Work instruction
Set down each entry below exactly as it stands.

Exercise data
++++

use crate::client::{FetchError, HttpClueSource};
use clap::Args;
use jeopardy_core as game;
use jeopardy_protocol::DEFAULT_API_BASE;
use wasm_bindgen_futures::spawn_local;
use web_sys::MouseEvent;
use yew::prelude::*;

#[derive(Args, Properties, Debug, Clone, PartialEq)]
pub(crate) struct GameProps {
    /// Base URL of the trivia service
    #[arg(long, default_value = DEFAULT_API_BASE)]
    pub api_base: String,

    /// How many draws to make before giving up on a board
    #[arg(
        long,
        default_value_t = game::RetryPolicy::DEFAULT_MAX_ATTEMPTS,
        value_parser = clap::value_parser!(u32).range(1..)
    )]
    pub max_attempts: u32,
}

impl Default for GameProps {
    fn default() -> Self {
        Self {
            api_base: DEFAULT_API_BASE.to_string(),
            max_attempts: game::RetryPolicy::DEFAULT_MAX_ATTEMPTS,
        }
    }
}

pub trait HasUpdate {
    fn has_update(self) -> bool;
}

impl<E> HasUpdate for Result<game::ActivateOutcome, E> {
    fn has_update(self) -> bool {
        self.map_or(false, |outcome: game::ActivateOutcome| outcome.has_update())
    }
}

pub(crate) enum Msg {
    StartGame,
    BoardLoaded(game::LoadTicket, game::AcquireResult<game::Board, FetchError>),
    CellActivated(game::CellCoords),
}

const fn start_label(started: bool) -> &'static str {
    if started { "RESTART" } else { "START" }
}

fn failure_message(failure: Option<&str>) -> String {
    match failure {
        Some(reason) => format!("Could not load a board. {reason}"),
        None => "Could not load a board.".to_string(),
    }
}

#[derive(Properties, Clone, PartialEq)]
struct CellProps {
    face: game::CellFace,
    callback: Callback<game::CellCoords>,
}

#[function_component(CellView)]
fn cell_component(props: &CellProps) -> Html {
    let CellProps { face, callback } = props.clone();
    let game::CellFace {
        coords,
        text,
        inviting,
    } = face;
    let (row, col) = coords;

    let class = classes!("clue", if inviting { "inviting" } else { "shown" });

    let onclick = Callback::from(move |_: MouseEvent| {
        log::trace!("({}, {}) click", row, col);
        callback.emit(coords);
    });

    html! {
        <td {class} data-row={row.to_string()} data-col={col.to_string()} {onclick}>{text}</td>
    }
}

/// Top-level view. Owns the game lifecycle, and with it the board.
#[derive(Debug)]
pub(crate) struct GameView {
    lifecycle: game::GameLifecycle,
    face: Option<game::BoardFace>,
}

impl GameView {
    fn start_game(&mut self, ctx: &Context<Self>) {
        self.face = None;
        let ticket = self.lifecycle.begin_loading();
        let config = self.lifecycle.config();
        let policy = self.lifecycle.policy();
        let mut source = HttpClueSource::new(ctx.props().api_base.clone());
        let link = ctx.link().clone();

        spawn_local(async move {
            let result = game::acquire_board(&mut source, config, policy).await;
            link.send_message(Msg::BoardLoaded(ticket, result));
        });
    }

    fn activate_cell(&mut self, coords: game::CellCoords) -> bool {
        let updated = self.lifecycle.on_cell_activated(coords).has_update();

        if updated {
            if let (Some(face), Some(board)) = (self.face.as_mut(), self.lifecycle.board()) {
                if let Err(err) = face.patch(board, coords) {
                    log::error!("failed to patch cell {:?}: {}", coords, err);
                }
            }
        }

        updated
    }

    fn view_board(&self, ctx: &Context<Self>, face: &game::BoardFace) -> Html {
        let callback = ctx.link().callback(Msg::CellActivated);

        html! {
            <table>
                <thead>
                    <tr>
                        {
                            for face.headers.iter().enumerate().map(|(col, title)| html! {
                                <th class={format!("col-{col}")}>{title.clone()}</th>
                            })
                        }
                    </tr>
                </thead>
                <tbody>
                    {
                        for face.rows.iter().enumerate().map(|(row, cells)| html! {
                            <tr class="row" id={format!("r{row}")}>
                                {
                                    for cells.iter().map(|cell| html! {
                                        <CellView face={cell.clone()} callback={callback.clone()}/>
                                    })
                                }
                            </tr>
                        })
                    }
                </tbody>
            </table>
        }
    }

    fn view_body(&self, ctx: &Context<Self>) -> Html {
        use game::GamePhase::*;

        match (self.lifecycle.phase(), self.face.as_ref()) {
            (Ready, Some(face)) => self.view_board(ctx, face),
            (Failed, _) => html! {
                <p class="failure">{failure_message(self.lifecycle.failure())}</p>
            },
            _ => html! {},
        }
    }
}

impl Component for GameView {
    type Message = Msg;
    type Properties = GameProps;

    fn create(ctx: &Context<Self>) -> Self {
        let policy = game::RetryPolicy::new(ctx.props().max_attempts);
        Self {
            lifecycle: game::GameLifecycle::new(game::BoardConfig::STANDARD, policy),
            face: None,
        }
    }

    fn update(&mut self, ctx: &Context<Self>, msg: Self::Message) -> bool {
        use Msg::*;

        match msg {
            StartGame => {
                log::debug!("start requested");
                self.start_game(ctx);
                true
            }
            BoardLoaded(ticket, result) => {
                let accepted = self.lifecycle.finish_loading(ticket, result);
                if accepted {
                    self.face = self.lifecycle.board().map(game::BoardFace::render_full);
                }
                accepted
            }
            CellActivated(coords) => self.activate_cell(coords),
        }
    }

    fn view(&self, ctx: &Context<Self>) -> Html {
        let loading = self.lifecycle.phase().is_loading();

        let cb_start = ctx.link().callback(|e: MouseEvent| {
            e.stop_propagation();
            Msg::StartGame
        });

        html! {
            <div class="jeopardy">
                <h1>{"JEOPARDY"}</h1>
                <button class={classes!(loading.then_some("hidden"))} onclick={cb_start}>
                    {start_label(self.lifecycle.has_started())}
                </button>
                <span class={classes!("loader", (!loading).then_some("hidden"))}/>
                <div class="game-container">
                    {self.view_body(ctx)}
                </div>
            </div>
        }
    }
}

++++

Result below
use crate::client::{FetchError, HttpClueSource};
use clap::Args;
use jeopardy_core as game;
use jeopardy_protocol::DEFAULT_API_BASE;
use wasm_bindgen_futures::spawn_local;
use web_sys::MouseEvent;
use yew::prelude::*;

#[derive(Args, Properties, Debug, Clone, PartialEq)]
pub(crate) struct GameProps {
    /// Base URL of the trivia service
    #[arg(long, default_value = DEFAULT_API_BASE)]
    pub api_base: String,

    /// How many draws to make before giving up on a board
    #[arg(
        long,
        default_value_t = game::RetryPolicy::DEFAULT_MAX_ATTEMPTS,
        value_parser = clap::value_parser!(u32).range(1..)
    )]
    pub max_attempts: u32,
}

impl Default for GameProps {
    fn default() -> Self {
        Self {
            api_base: DEFAULT_API_BASE.to_string(),
            max_attempts: game::RetryPolicy::DEFAULT_MAX_ATTEMPTS,
        }
    }
}

pub trait HasUpdate {
    fn has_update(self) -> bool;
}

impl<E> HasUpdate for Result<game::ActivateOutcome, E> {
    fn has_update(self) -> bool {
        self.map_or(false, |outcome: game::ActivateOutcome| outcome.has_update())
    }
}

pub(crate) enum Msg {
    StartGame,
    BoardLoaded(game::LoadTicket, game::AcquireResult<game::Board, FetchError>),
    CellActivated(game::CellCoords),
}

const fn start_label(started: bool) -> &'static str {
    if started { "RESTART" } else { "START" }
}

fn failure_message(failure: Option<&str>) -> String {
    match failure {
        Some(reason) => format!("Could not load a board. {reason}"),
        None => "Could not load a board.".to_string(),
    }
}

#[derive(Properties, Clone, PartialEq)]
struct CellProps {
    face: game::CellFace,
    callback: Callback<game::CellCoords>,
}

#[function_component(CellView)]
fn cell_component(props: &CellProps) -> Html {
    let CellProps { face, callback } = props.clone();
    let game::CellFace {
        coords,
        text,
        inviting,
    } = face;
    let (row, col) = coords;

    let class = classes!("clue", if inviting { "inviting" } else { "shown" });

    let onclick = Callback::from(move |_: MouseEvent| {
        log::trace!("({}, {}) click", row, col);
        callback.emit(coords);
    });

    html! {
        <td {class} data-row={row.to_string()} data-col={col.to_string()} {onclick}>{text}</td>
    }
}

/// Top-level view. Owns the game lifecycle, and with it the board.
#[derive(Debug)]
pub(crate) struct GameView {
    lifecycle: game::GameLifecycle,
    face: Option<game::BoardFace>,
}

impl GameView {
    fn start_game(&mut self, ctx: &Context<Self>) {
        self.face = None;
        let ticket = self.lifecycle.begin_loading();
        let config = self.lifecycle.config();
        let policy = self.lifecycle.policy();
        let mut source = HttpClueSource::new(ctx.props().api_base.clone());
        let link = ctx.link().clone();

        spawn_local(async move {
            let result = game::acquire_board(&mut source, config, policy).await;
            link.send_message(Msg::BoardLoaded(ticket, result));
        });
    }

    fn activate_cell(&mut self, coords: game::CellCoords) -> bool {
        let updated = self.lifecycle.on_cell_activated(coords).has_update();

        if updated {
            if let (Some(face), Some(board)) = (self.face.as_mut(), self.lifecycle.board()) {
                if let Err(err) = face.patch(board, coords) {
                    log::error!("failed to patch cell {:?}: {}", coords, err);
                }
            }
        }

        updated
    }

    fn view_board(&self, ctx: &Context<Self>, face: &game::BoardFace) -> Html {
        let callback = ctx.link().callback(Msg::CellActivated);

        html! {
            <table>
                <thead>
                    <tr>
                        {
                            for face.headers.iter().enumerate().map(|(col, title)| html! {
                                <th class={format!("col-{col}")}>{title.clone()}</th>
                            })
                        }
                    </tr>
                </thead>
                <tbody>
                    {
                        for face.rows.iter().enumerate().map(|(row, cells)| html! {
                            <tr class="row" id={format!("r{row}")}>
                                {
                                    for cells.iter().map(|cell| html! {
                                        <CellView face={cell.clone()} callback={callback.clone()}/>
                                    })
                                }
                            </tr>
                        })
                    }
                </tbody>
            </table>
        }
    }

    fn view_body(&self, ctx: &Context<Self>) -> Html {
        use game::GamePhase::*;

        match (self.lifecycle.phase(), self.face.as_ref()) {
            (Ready, Some(face)) => self.view_board(ctx, face),
            (Failed, _) => html! {
                <p class="failure">{failure_message(self.lifecycle.failure())}</p>
            },
            _ => html! {},
        }
    }
}

impl Component for GameView {
    type Message = Msg;
    type Properties = GameProps;

    fn create(ctx: &Context<Self>) -> Self {
        let policy = game::RetryPolicy::new(ctx.props().max_attempts);
        Self {
            lifecycle: game::GameLifecycle::new(game::BoardConfig::STANDARD, policy),
            face: None,
        }
    }

    fn update(&mut self, ctx: &Context<Self>, msg: Self::Message) -> bool {
        use Msg::*;

        match msg {
            StartGame => {
                log::debug!("start requested");
                self.start_game(ctx);
                true
            }
            BoardLoaded(ticket, result) => {
                let accepted = self.lifecycle.finish_loading(ticket, result);
                if accepted {
                    self.face = self.lifecycle.board().map(game::BoardFace::render_full);
                }
                accepted
            }
            CellActivated(coords) => self.activate_cell(coords),
        }
    }

    fn view(&self, ctx: &Context<Self>) -> Html {
        let loading = self.lifecycle.phase().is_loading();

        let cb_start = ctx.link().callback(|e: MouseEvent| {
            e.stop_propagation();
            Msg::StartGame
        });

        html! {
            <div class="jeopardy">
                <h1>{"JEOPARDY"}</h1>
                <button class={classes!(loading.then_some("hidden"))} onclick={cb_start}>
                    {start_label(self.lifecycle.has_started())}
                </button>
                <span class={classes!("loader", (!loading).then_some("hidden"))}/>
                <div class="game-container">
                    {self.view_body(ctx)}
                </div>
            </div>
        }
    }
}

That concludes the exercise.